Les lundis de l’actualité – Clément Guntern
Ce dimanche 10 mars, la commission électorale indienne a annoncé les dates de la prochaine élection dans ce pays aux 1,3 milliard d’habitants. Elle aura lieu du 11 avril au 9 mai, soit six semaines durant lesquelles les bureaux de vote se déplaceront dans tout le pays, suivis par des troupes assurant leur sécurité. Les résultats sont attendus pour le 23 mai. Le Premier ministre sortant Modi se représente pour un nouveau quinquennat à la tête de la plus grande démocratie du monde. En attendant, la campagne bat son plein, principalement entre le parti nationaliste hindou du Premier ministre Modi, BJP, et le parti du Congrès, mené par Rahul Gandhi.
La campagne a été agitée par l’attaque fin février d’un convoi de paramilitaires indiens dans la région disputée du Cachemire, au nord-ouest de l’Inde. Plus d’une quarantaine d’Indiens y ont trouvé la mort, provoquant dans tout le pays une émotion intense. Une telle attaque aurait pu paraître du pain béni pour un Premier ministre nationaliste en pleine campagne électorale: ce dernier aurait pu mettre en avant une image d’homme fort, prêt à tout pour faire respecter la souveraineté indienne. Mais la situation est plus compliquée pour lui: le ratage d’une opération militaire de représailles aurait d’aussi grandes conséquences que l’inaction.
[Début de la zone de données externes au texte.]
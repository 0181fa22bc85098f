// runner.rs
use anyhow::{Context, Result};
use std::sync::Arc;
use tracing::{info, warn};

use crate::args::ScanArgs;
use crate::output::print_report;
use crate::profile::ScanProfile;
use trishul_common::{KnowledgeBase, PluginContext, ScanConfig, TrishulError};
use trishul_fingerprint::NotFoundFingerprint;
use trishul_orchestrator::ScanStrategy;
use trishul_plugins::build_plugins;
use trishul_target_resolver::TargetResolver;
use trishul_transport::HttpTransport;

pub async fn run_scan(args: ScanArgs) -> Result<()> {
    let profile = match &args.profile {
        Some(path) => ScanProfile::load(path)?,
        None => ScanProfile::default(),
    };

    let raw_targets = match &args.targets {
        Some(targets) => targets.clone(),
        None if !profile.targets.is_empty() => profile.targets.join(","),
        None => anyhow::bail!("No targets given: pass --targets or a profile with a targets list"),
    };
    let targets = TargetResolver::resolve_targets(&raw_targets)?;

    let settings = profile.scan.clone().overridden_by(args.settings());
    let config = Arc::new(settings.apply(ScanConfig::new(targets)));
    config.validate()?;

    let selection = profile.plugins.overridden_by(args.plugin_selection()?);
    let plugins = build_plugins(&selection)?;

    if let Some(addr) = args.metrics_addr {
        trishul_telemetry::install_prometheus(addr)?;
    }

    info!("Starting scan...");
    for target in &config.targets {
        info!("Target: {}", target);
    }
    info!("Plugins: {:?}", plugins.names());
    info!("Poll timeout: {:?}, queue capacity: {}", config.poll_timeout, config.queue_capacity);
    if plugins.is_empty() {
        warn!("No plugins enabled; only target reachability will be checked");
    }

    let transport = Arc::new(HttpTransport::from_config(&config)?);
    let kb = KnowledgeBase::new();
    let ctx = PluginContext::new(transport.clone(), kb.clone(), Arc::new(NotFoundFingerprint::new()));

    let mut strategy = ScanStrategy::new(config, plugins, ctx);
    let controller = strategy.controller();
    let interrupt = {
        let transport = transport.clone();
        tokio::spawn(async move {
            if tokio::signal::ctrl_c().await.is_ok() {
                warn!("Interrupted, stopping the scan");
                controller.stop();
                transport.stop();
            }
        })
    };

    let outcome = strategy.start().await;
    interrupt.abort();

    match outcome {
        Ok(summary) => print_report(&kb.snapshot(), Some(&summary), &args.output_format),
        Err(TrishulError::MustStopByUserRequest) => {
            warn!("Scan stopped by user request; reporting partial results");
            print_report(&kb.snapshot(), None, &args.output_format)
        }
        Err(e) => Err(e).context("Scan aborted"),
    }
}
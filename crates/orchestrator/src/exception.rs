//! Exception sink: the single place stage failures become control decisions

use parking_lot::Mutex;
use tracing::{error, warn};

use crate::worker::FailureReport;
use trishul_common::{StageRole, TrishulResult};

/// Receives every failure report surfaced by a stage.
///
/// Returning `Err` means the scan must stop; the router lets that error
/// propagate untouched.
pub trait ExceptionSink: Send + Sync {
    fn handle(&self, report: FailureReport) -> TrishulResult<()>;

    /// Recoverable failures recorded so far.
    fn recorded(&self) -> Vec<RecordedFailure> {
        Vec::new()
    }
}

/// A recoverable failure kept for the final report.
#[derive(Debug, Clone, PartialEq, Eq)]
pub struct RecordedFailure {
    pub stage: StageRole,
    pub plugin: Option<String>,
    pub message: String,
}

impl From<&FailureReport> for RecordedFailure {
    fn from(report: &FailureReport) -> Self {
        Self {
            stage: report.stage,
            plugin: report.plugin.clone(),
            message: format!("{:#}", report.error),
        }
    }
}

/// Default sink: logs and records recoverable reports, aborts on fatal ones.
#[derive(Debug, Default)]
pub struct ExceptionHandler {
    recorded: Mutex<Vec<RecordedFailure>>,
}

impl ExceptionHandler {
    pub fn new() -> Self {
        Self::default()
    }
}

impl ExceptionSink for ExceptionHandler {
    fn handle(&self, report: FailureReport) -> TrishulResult<()> {
        if report.is_fatal() {
            error!("Fatal failure in {}", report);
            return Err(report.into_error());
        }
        warn!("Recoverable failure in {}", report);
        self.recorded.lock().push(RecordedFailure::from(&report));
        Ok(())
    }

    fn recorded(&self) -> Vec<RecordedFailure> {
        self.recorded.lock().clone()
    }
}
Pour l’instant, l’Inde passe plutôt par la voie diplomatique en tentant, avec de plus en plus de succès, d’isoler le Pakistan à l’ONU ou en détournant les eaux de l’Indus.
D’autres enjeux
Mais les tensions avec le voisin et ennemi pakistanais ne sont pas les seuls enjeux de cette campagne électorale. Tout simplement parce que les cinq dernières années ont fortement changé l’Inde. Pour la première fois, la démocratie a été représentée par une religion majoritaire. Autrement dit, le parti BJP de Narendra Modi s’est fait le représentant d’une partie seulement des Indiens: les 80% d’hindous. Dans la vision des nationalistes, la religion est enracinée sur un territoire et les hindous vivent sur une terre qui leur appartient: un peuple, un pays. La minorité musulmane représente quant à elle 15% de la population. Un chiffre qui peut sembler petit, mais qui à l’échelle de l’Inde représente 200 millions de personnes. Ce qui en fait l’un des plus grands pays musulmans du monde.
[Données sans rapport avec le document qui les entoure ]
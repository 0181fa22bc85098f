//! Bounded GET response cache

use lru::LruCache;
use std::num::NonZeroUsize;

use trishul_common::HttpResponse;

pub const DEFAULT_MAX_ENTRIES: usize = 256;
pub const DEFAULT_MAX_BYTES: usize = 32 * 1024 * 1024;

/// Least-recently-used cache keyed by URL. Holds at most `max_entries`
/// responses and at most `max_bytes` of response bodies; the oldest entries
/// are evicted first.
#[derive(Debug)]
pub struct ResponseCache {
    entries: Option<LruCache<String, HttpResponse>>,
    max_bytes: usize,
    bytes: usize,
}

impl ResponseCache {
    /// A zero `max_entries` disables caching.
    pub fn new(max_entries: usize, max_bytes: usize) -> Self {
        Self {
            entries: NonZeroUsize::new(max_entries).map(LruCache::new),
            max_bytes,
            bytes: 0,
        }
    }

    pub fn len(&self) -> usize {
        self.entries.as_ref().map_or(0, LruCache::len)
    }

    pub fn is_empty(&self) -> bool {
        self.len() == 0
    }

    /// Total body bytes currently held.
    pub fn bytes(&self) -> usize {
        self.bytes
    }

    pub fn get(&mut self, key: &str) -> Option<HttpResponse> {
        self.entries.as_mut()?.get(key).cloned()
    }

    /// Responses larger than the whole byte budget are not kept.
    pub fn insert(&mut self, key: String, response: HttpResponse) {
        let size = response.body.len();
        let Some(entries) = self.entries.as_mut() else {
            return;
        };
        if size > self.max_bytes {
            return;
        }
        if let Some(old) = entries.pop(&key) {
            self.bytes -= old.body.len();
        }
        while self.bytes + size > self.max_bytes {
            match entries.pop_lru() {
                Some((_, old)) => self.bytes -= old.body.len(),
                None => break,
            }
        }
        if let Some((_, evicted)) = entries.push(key, response) {
            self.bytes -= evicted.body.len();
        }
        self.bytes += size;
    }

    pub fn clear(&mut self) {
        if let Some(entries) = self.entries.as_mut() {
            entries.clear();
        }
        self.bytes = 0;
    }
}

impl Default for ResponseCache {
    fn default() -> Self {
        Self::new(DEFAULT_MAX_ENTRIES, DEFAULT_MAX_BYTES)
    }
}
Depuis l’arrivée au pouvoir du BJP, aucune nouvelle loi pouvant mettre en danger les musulmans n’a été adoptée. Rien sur le papier, mais dans la réalité, il s’agit d’une population dominée et victime d’une multitude de pratiques interdites. Une sorte de police culturelle. Le commerce de vaches, animal sacré dans l’hindouisme, est perturbé, et de nombreux lynchages ont eu lieu. Après les minorités qui doivent être assimilées, il y a encore les régions périphériques comme le Cachemire auxquelles les nationalistes souhaitent retirer l’autonomie.
Les dernières cibles des nationalistes, comme pour tous les populistes à travers le monde, sont les institutions. De nouveau, Modi n’a pas détruit frontalement et clairement les contre-pouvoirs, mais leur influence s’est effritée, comme ce fut le cas de la commission électorale ou de la Cour suprême. Si Narendra Modi et son parti le BJP remportent une fois de plus un mandat de cinq ans, la démocratie indienne survivra-t-elle sous cette forme à cette érosion? Car pour l’instant, le pays passe d’un démocratie libérale à une démocratie ethnique.